Collected data

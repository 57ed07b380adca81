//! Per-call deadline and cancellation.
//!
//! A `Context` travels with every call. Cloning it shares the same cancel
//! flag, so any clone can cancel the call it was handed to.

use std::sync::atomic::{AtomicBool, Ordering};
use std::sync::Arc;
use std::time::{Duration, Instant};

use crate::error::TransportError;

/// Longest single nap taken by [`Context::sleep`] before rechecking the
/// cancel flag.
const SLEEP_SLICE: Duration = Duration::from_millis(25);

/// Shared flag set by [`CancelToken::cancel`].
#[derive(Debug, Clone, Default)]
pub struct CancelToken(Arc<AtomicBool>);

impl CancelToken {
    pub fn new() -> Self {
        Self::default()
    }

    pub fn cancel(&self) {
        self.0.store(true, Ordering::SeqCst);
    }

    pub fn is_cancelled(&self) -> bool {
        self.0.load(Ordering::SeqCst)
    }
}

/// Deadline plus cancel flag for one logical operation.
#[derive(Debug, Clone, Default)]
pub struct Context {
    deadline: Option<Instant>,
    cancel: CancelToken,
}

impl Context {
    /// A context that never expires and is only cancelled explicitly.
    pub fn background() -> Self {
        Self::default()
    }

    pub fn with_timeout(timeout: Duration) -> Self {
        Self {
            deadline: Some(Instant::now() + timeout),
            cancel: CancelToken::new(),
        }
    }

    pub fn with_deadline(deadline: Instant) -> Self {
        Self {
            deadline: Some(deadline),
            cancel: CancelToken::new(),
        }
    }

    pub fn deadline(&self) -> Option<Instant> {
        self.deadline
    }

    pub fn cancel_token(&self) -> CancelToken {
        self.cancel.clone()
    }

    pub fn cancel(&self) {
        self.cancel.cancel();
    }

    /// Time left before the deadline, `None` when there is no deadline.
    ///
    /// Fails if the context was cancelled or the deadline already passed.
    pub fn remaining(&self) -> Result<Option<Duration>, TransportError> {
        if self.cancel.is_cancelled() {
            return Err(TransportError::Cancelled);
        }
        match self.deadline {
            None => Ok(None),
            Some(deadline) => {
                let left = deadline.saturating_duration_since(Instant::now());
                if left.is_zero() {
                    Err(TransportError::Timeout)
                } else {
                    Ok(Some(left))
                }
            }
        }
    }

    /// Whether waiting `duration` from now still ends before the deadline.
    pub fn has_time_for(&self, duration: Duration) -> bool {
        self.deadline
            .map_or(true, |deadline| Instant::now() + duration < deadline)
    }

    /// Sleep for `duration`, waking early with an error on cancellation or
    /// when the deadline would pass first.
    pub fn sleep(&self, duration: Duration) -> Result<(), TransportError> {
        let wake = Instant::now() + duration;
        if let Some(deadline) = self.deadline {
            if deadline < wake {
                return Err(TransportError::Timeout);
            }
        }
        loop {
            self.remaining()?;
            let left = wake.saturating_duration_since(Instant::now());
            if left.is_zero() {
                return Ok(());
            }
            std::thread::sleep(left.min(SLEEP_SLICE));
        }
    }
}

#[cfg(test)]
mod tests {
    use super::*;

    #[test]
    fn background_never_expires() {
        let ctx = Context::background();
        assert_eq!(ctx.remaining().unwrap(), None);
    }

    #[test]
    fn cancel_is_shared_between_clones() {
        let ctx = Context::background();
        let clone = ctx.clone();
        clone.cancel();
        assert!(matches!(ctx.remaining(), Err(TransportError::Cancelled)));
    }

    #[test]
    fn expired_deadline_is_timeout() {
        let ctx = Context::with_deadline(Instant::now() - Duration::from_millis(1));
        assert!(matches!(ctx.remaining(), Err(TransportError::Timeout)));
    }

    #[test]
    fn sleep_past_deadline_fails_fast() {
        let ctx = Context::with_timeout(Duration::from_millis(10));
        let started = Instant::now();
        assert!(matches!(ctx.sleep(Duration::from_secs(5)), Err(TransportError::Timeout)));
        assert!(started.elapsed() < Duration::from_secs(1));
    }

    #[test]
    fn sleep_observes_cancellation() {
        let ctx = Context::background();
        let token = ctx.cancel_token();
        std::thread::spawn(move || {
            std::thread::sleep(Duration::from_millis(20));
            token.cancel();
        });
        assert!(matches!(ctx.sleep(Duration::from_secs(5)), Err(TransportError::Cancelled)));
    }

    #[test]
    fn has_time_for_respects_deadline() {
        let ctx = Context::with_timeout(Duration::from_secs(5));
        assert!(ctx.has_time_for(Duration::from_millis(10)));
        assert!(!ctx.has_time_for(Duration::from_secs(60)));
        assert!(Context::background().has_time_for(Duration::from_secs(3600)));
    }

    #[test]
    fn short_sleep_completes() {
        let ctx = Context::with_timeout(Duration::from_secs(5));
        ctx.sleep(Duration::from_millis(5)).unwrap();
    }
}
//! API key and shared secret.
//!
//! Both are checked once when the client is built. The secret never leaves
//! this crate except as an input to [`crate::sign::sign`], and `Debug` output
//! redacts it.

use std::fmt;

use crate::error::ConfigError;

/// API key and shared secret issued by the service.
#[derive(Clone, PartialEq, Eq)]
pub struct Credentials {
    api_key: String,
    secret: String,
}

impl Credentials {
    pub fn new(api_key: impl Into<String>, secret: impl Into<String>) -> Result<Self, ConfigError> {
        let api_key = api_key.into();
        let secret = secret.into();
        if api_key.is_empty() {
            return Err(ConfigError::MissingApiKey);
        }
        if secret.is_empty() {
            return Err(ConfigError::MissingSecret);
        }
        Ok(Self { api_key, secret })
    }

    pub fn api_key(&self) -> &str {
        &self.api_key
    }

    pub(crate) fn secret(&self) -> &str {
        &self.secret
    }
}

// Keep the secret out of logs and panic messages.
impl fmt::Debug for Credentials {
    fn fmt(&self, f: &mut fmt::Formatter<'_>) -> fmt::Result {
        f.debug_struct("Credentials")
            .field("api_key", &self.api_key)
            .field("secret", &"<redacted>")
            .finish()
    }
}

- **WHAT YOU SHOULD DO**: Count up the lines in the records where the string "remaining" appears. Your reply is that number alone.

- **YOUR RESPONSE**: 5